Students have coloured feathers created by Gitxsan/Cree artist from northern B.C. Michelle Stoney. (Special to The News)

Students have coloured feathers created by Gitxsan/Cree artist from northern B.C. Michelle Stoney. (Special to The News)

Pitt Meadows secondary students participating in Honour Walk for children of residential schools

To honour those children who never made it home

Students at Pitt Meadows secondary will be participating in an honour walk on Friday, the last day of school before March break, to remember those children who never made it home from residential schools across Canada.

Organizer Yvonne Desabrais, an Aboriginal support worker at the school, said they held one in December as well, to honour the children who couldn’t go home for winter break and to honour children who never went home ever again.

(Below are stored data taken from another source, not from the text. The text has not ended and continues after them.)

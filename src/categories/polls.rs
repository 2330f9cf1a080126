//! Polls: `question|value|label|value|label...` on a single line

use std::sync::Arc;

use super::variant;
use crate::core::block::{escape, BlockKind};
use crate::core::fields::{part, parts, BlockFields, PollOption};
use crate::core::markup::{text_of, Element};
use crate::core::BlockRecord;
use crate::license::signature::rolling_hash;

pub const POLL_KINDS: &[&str] = &["poll-vote", "poll-emoji", "poll-rating"];

const OPTION_ONCLICK: &str = "this.parentElement.querySelectorAll('.ef-poll-option').forEach(o => o.classList.remove('ef-poll-selected')); this.classList.add('ef-poll-selected');";

pub struct PollKind {
    name: &'static str,
}

impl PollKind {
    fn options(text: &str) -> (String, Vec<PollOption>) {
        let p = parts(text);
        let question = part(&p, 0);
        let options = p
            .get(1..)
            .unwrap_or_default()
            .chunks(2)
            .map(|pair| PollOption {
                value: part(pair, 0),
                label: part(pair, 1),
            })
            .filter(|option| !(option.value.is_empty() && option.label.is_empty()))
            .collect();
        (question, options)
    }
}

impl BlockKind for PollKind {
    fn name(&self) -> &'static str {
        self.name
    }

    fn decode(&self, text: &str) -> BlockFields {
        let (question, options) = Self::options(text);
        BlockFields::Poll { question, options }
    }

    fn encode(&self, fields: &BlockFields) -> Option<String> {
        match fields {
            BlockFields::Poll { question, options } => {
                let mut text = question.clone();
                for option in options {
                    text.push('|');
                    text.push_str(&option.value);
                    text.push('|');
                    text.push_str(&option.label);
                }
                Some(text)
            }
            _ => None,
        }
    }

    fn render(&self, record: &BlockRecord) -> String {
        let (question, options) = Self::options(&record.text);
        // Stable across exports so identical content renders identically.
        let id = format!("poll-{:08x}", rolling_hash(&record.text));

        let mut html = format!(
            "  <div class=\"ef-poll ef-{}\" id=\"{}\">\n    <div class=\"ef-poll-question\">{}</div>\n    <div class=\"ef-poll-options\">\n",
            self.name,
            id,
            escape(&question)
        );
        for option in options {
            html.push_str(&format!(
                "      <div class=\"ef-poll-option\" onclick=\"{}\">\n        <div class=\"ef-poll-option-value\">{}</div>\n        <div class=\"ef-poll-option-label\">{}</div>\n      </div>\n",
                OPTION_ONCLICK,
                escape(&option.value),
                escape(&option.label)
            ));
        }
        html.push_str("    </div>\n  </div>\n");
        html
    }

    fn import(&self, el: &Element) -> BlockRecord {
        let options = el
            .all_class("ef-poll-option")
            .iter()
            .map(|option| PollOption {
                value: text_of(option.first_class("ef-poll-option-value")),
                label: text_of(option.first_class("ef-poll-option-label")),
            })
            .collect();
        let fields = BlockFields::Poll {
            question: text_of(el.first_class("ef-poll-question")),
            options,
        };
        self.record(self.encode(&fields).unwrap_or_default())
    }
}

pub fn kinds() -> Vec<Arc<dyn BlockKind>> {
    POLL_KINDS
        .iter()
        .map(|&name| Arc::new(PollKind { name }) as Arc<dyn BlockKind>)
        .collect()
}

/// A bare `ef-poll` is a vote poll.
pub fn detect(el: &Element) -> Option<&'static str> {
    if el.is("div") && el.has_class("ef-poll") {
        variant(el, POLL_KINDS).or(Some("poll-vote"))
    } else {
        None
    }
}

#[cfg(test)]
mod tests {
    use super::*;
    use crate::core::markup::Fragment;

    #[test]
    fn test_poll_codec() {
        let kind = PollKind { name: "poll-emoji" };
        let fields = kind.decode("How was it?|😀|Great|😐|Okay");
        let BlockFields::Poll { question, options } = &fields else {
            panic!("wrong shape");
        };
        assert_eq!(question, "How was it?");
        assert_eq!(options.len(), 2);
        assert_eq!(options[1].label, "Okay");
        assert_eq!(kind.encode(&fields).unwrap(), "How was it?|😀|Great|😐|Okay");
    }

    #[test]
    fn test_question_only_has_no_trailing_bar() {
        let kind = PollKind { name: "poll-vote" };
        let fields = kind.decode("Ready?");
        assert_eq!(kind.encode(&fields).unwrap(), "Ready?");
    }

    #[test]
    fn test_dangling_value_decodes_empty_label() {
        let kind = PollKind { name: "poll-rating" };
        let BlockFields::Poll { options, .. } = kind.decode("Rate|5") else {
            panic!("wrong shape");
        };
        assert_eq!(options, vec![PollOption { value: "5".into(), label: String::new() }]);
    }

    #[test]
    fn test_poll_reimport_and_stable_id() {
        let kind = PollKind { name: "poll-rating" };
        let record = kind.record("Rate us|1|Bad|5|Great".into());
        let html = kind.render(&record);
        assert_eq!(html, kind.render(&record));

        let fragment = Fragment::parse(&html).unwrap();
        let el = fragment.elements().next().unwrap();
        assert_eq!(detect(el), Some("poll-rating"));
        assert_eq!(kind.import(el), record);
    }
}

Students have coloured feathers created by Gitxsan/Cree artist from northern B.C. Michelle Stoney. Inside each feather, the artist said in a statement about the piece, is the spirit of the 215 children – whose remains were discovered on the grounds of the former Kamloops Indian Residential School, using ground-penetrating radar.

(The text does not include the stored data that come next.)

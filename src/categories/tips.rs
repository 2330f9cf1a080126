//! Tip callouts, quotes and step lists

use std::sync::Arc;

use super::variant;
use crate::core::block::{escape, or, BlockKind};
use crate::core::fields::{items, join_lines, line, rest, BlockFields};
use crate::core::markup::{text_of, Element};
use crate::core::BlockRecord;

/// Plain tip variants and their icons
const PLAIN_TIPS: &[(&str, &str)] = &[
    ("tip-info", "info-circle"),
    ("tip-success", "check-circle"),
    ("tip-warning", "exclamation-triangle"),
    ("tip-danger", "exclamation-circle"),
    ("tip-note", "sticky-note"),
    ("tip-question", "question-circle"),
    ("tip-star", "star"),
    ("tip-check", "check-square"),
];

pub const TIP_KINDS: &[&str] = &[
    "tip-info",
    "tip-success",
    "tip-warning",
    "tip-danger",
    "tip-note",
    "tip-question",
    "tip-star",
    "tip-check",
    "tip-quote",
    "tip-steps",
];

const DEFAULT_QUOTE_LABEL: &str = "Quote";
const CITE_PREFIX: &str = "— ";

/// Decode `title\nbody...`.
pub(crate) fn decode_titled(text: &str) -> BlockFields {
    BlockFields::Titled {
        title: line(text, 0),
        body: rest(text, 1),
    }
}

pub(crate) fn encode_titled(fields: &BlockFields) -> Option<String> {
    match fields {
        BlockFields::Titled { title, body } if body.is_empty() => Some(title.clone()),
        BlockFields::Titled { title, body } => Some(format!("{title}\n{body}")),
        _ => None,
    }
}

fn tip_open(name: &str, icon: &str) -> String {
    format!(
        "  <div class=\"ef-tip-block ef-{name}\">\n    <div class=\"ef-tip-icon\"><i class=\"fas fa-{icon}\"></i></div>\n    <div class=\"ef-tip-content\">\n"
    )
}

const TIP_CLOSE: &str = "    </div>\n  </div>\n";

/// `title\nbody...`
pub struct TipKind {
    name: &'static str,
    icon: &'static str,
}

impl BlockKind for TipKind {
    fn name(&self) -> &'static str {
        self.name
    }

    fn decode(&self, text: &str) -> BlockFields {
        decode_titled(text)
    }

    fn encode(&self, fields: &BlockFields) -> Option<String> {
        encode_titled(fields)
    }

    fn render(&self, record: &BlockRecord) -> String {
        let title = line(&record.text, 0);
        let body = rest(&record.text, 1);
        let mut html = tip_open(self.name, self.icon);
        html.push_str(&format!(
            "      <strong>{}</strong>\n      <p>{}</p>\n",
            escape(&title),
            escape(body.trim())
        ));
        html.push_str(TIP_CLOSE);
        html
    }

    fn import(&self, el: &Element) -> BlockRecord {
        let title = text_of(el.first_tag("strong"));
        let body = text_of(el.first_tag("p"));
        let text = encode_titled(&BlockFields::Titled { title, body }).unwrap_or_default();
        self.record(text)
    }
}

/// `label\nbody\nauthor`
pub struct QuoteKind;

impl BlockKind for QuoteKind {
    fn name(&self) -> &'static str {
        "tip-quote"
    }

    fn decode(&self, text: &str) -> BlockFields {
        BlockFields::Quote {
            label: line(text, 0),
            body: line(text, 1),
            author: line(text, 2),
        }
    }

    fn encode(&self, fields: &BlockFields) -> Option<String> {
        match fields {
            BlockFields::Quote { label, body, author } => Some(join_lines(&[label, body, author])),
            _ => None,
        }
    }

    fn render(&self, record: &BlockRecord) -> String {
        let label = line(&record.text, 0);
        let label = or(&label, DEFAULT_QUOTE_LABEL);
        let body = line(&record.text, 1);
        let author = line(&record.text, 2);

        let mut html = tip_open("tip-quote", "quote-left");
        if label != DEFAULT_QUOTE_LABEL {
            html.push_str(&format!("      <small>{}</small>\n", escape(label)));
        }
        html.push_str(&format!("      <blockquote>{}</blockquote>\n", escape(&body)));
        if !author.is_empty() {
            html.push_str(&format!("      <cite>{CITE_PREFIX}{}</cite>\n", escape(&author)));
        }
        html.push_str(TIP_CLOSE);
        html
    }

    fn import(&self, el: &Element) -> BlockRecord {
        let label = el
            .first_tag("small")
            .map(Element::text)
            .unwrap_or_else(|| DEFAULT_QUOTE_LABEL.to_string());
        let body = text_of(el.first_tag("blockquote"));
        let cite = text_of(el.first_tag("cite"));
        let author = cite.strip_prefix(CITE_PREFIX.trim_end()).unwrap_or(&cite).trim();
        self.record(join_lines(&[label.as_str(), body.as_str(), author]))
    }
}

/// `title\nstep\nstep...`
pub struct StepsKind;

impl BlockKind for StepsKind {
    fn name(&self) -> &'static str {
        "tip-steps"
    }

    fn decode(&self, text: &str) -> BlockFields {
        BlockFields::Steps {
            title: line(text, 0),
            steps: items(text, 1),
        }
    }

    fn encode(&self, fields: &BlockFields) -> Option<String> {
        match fields {
            BlockFields::Steps { title, steps } => {
                let mut lines = vec![title.clone()];
                lines.extend(steps.iter().cloned());
                Some(join_lines(&lines))
            }
            _ => None,
        }
    }

    fn render(&self, record: &BlockRecord) -> String {
        let title = line(&record.text, 0);
        let mut html = tip_open("tip-steps", "list-ol");
        html.push_str(&format!(
            "      <strong>{}</strong>\n      <ol class=\"ef-steps-list\">\n",
            escape(or(&title, "Quick Steps"))
        ));
        for step in items(&record.text, 1) {
            html.push_str(&format!("        <li>{}</li>\n", escape(&step)));
        }
        html.push_str("      </ol>\n");
        html.push_str(TIP_CLOSE);
        html
    }

    fn import(&self, el: &Element) -> BlockRecord {
        let mut lines = vec![text_of(el.first_tag("strong"))];
        if let Some(list) = el.first_tag("ol") {
            lines.extend(list.all_tag("li").iter().map(|li| li.text()));
        }
        self.record(join_lines(&lines))
    }
}

pub fn kinds() -> Vec<Arc<dyn BlockKind>> {
    let mut kinds: Vec<Arc<dyn BlockKind>> = PLAIN_TIPS
        .iter()
        .map(|&(name, icon)| Arc::new(TipKind { name, icon }) as Arc<dyn BlockKind>)
        .collect();
    kinds.push(Arc::new(QuoteKind));
    kinds.push(Arc::new(StepsKind));
    kinds
}

pub fn detect(el: &Element) -> Option<&'static str> {
    if el.is("div") && el.has_class("ef-tip-block") {
        variant(el, TIP_KINDS)
    } else {
        None
    }
}

#[cfg(test)]
mod tests {
    use super::*;
    use crate::core::markup::Fragment;

    fn reimport(kind: &dyn BlockKind, record: &BlockRecord) -> BlockRecord {
        let fragment = Fragment::parse(&kind.render(record)).unwrap();
        let el = fragment.elements().next().unwrap();
        assert_eq!(detect(el), Some(kind.name()));
        kind.import(el)
    }

    #[test]
    fn test_tip_codec() {
        let kind = TipKind { name: "tip-info", icon: "info-circle" };
        let fields = kind.decode("Heads up\nFirst line\nSecond line");
        assert_eq!(
            fields,
            BlockFields::Titled {
                title: "Heads up".into(),
                body: "First line\nSecond line".into()
            }
        );
        assert_eq!(kind.encode(&fields).unwrap(), "Heads up\nFirst line\nSecond line");
        assert_eq!(kind.decode("Only title"), BlockFields::Titled {
            title: "Only title".into(),
            body: String::new()
        });
    }

    #[test]
    fn test_tip_detected_by_prefixed_class() {
        let kind = TipKind { name: "tip-warning", icon: "exclamation-triangle" };
        let record = kind.record("Careful\nHot surface".into());
        assert_eq!(reimport(&kind, &record), record);
    }

    #[test]
    fn test_quote_default_label_and_cite() {
        let record = QuoteKind.record("Quote\nStay hungry\nSteve".into());
        let html = QuoteKind.render(&record);
        assert!(!html.contains("<small>"));
        assert!(html.contains("<cite>— Steve</cite>"));
        assert_eq!(reimport(&QuoteKind, &record), record);

        let labelled = QuoteKind.record("Motto\nShip it\n".into());
        assert!(QuoteKind.render(&labelled).contains("<small>Motto</small>"));
        assert_eq!(reimport(&QuoteKind, &labelled), labelled);
    }

    #[test]
    fn test_steps_roundtrip() {
        let record = StepsKind.record("Setup\nInstall\nConfigure\nRun".into());
        assert_eq!(
            StepsKind.decode(&record.text),
            BlockFields::Steps {
                title: "Setup".into(),
                steps: vec!["Install".into(), "Configure".into(), "Run".into()]
            }
        );
        assert_eq!(reimport(&StepsKind, &record), record);
    }

    #[test]
    fn test_wrong_shape_not_encoded() {
        assert!(QuoteKind.encode(&BlockFields::Empty).is_none());
        assert!(StepsKind.encode(&BlockFields::Text { text: "x".into() }).is_none());
    }
}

“The face on the bottom is not an animal. That is how I draw people , and I wanted to make long flowing hair, that they were forced to cut,” she explained.

Desabrais explained that in December students placed 144 feathers on a board at the school along with a poster of Elders with the seven teachings: love; honesty; humility; respect; courage; wisdom; and truth.

For this walk they will be adding more feathers to the board.

“Each feather represents a child from residential school,” she said.

The walk is open to the entire school and will be led by Indigenous students, whom Desabrais said she is very proud of. There will be drumming and singing.

“One song that gets my heart every time they sing it is Fly Eagle Fly,” said Desabrais, because it is representative, she explained, of the soul that leaves the earth.

“Fly into the spirit world is the way I see it,” she said.

Desabrais wants to keep the conversation going about the intergenerational trauma that residential schools inflicted upon Indigenous, First Nations, Metis, and Inuit peoples across the country.

READ MORE: Remains of 215 children found at former B.C. residential school an ‘unthinkable loss’

ALSO: First Nation says 54 potential graves at former Saskatchewan residential schools

The truth needs to happen, she said, before there can be any mention of reconciliation.

“And it’s not the Indigenous who have to do the reconciliation,” she remarked.

“This is part of our truth. These children didn’t come home from school and those conversations need to still happen. Even though the media hype has gone, this is ongoing,” added Desabrais, saying that until every child is recovered and returned home, only then can the chapter be closed.

“And until then we need to keep that conversation front and centre,” she said.

The walk will be taking place on the upper floor of Pitt Meadows secondary at 9 a.m. on Friday, Mar. 11.

Desabrais is planning to hold another Honour Walk on May 27, the one year anniversary of the Tk’emlups te Secwépemc First Nation discovery of the graves of the 215 children.

A 24 hour crisis line is available for residential school survivors at 1-800-721-0066.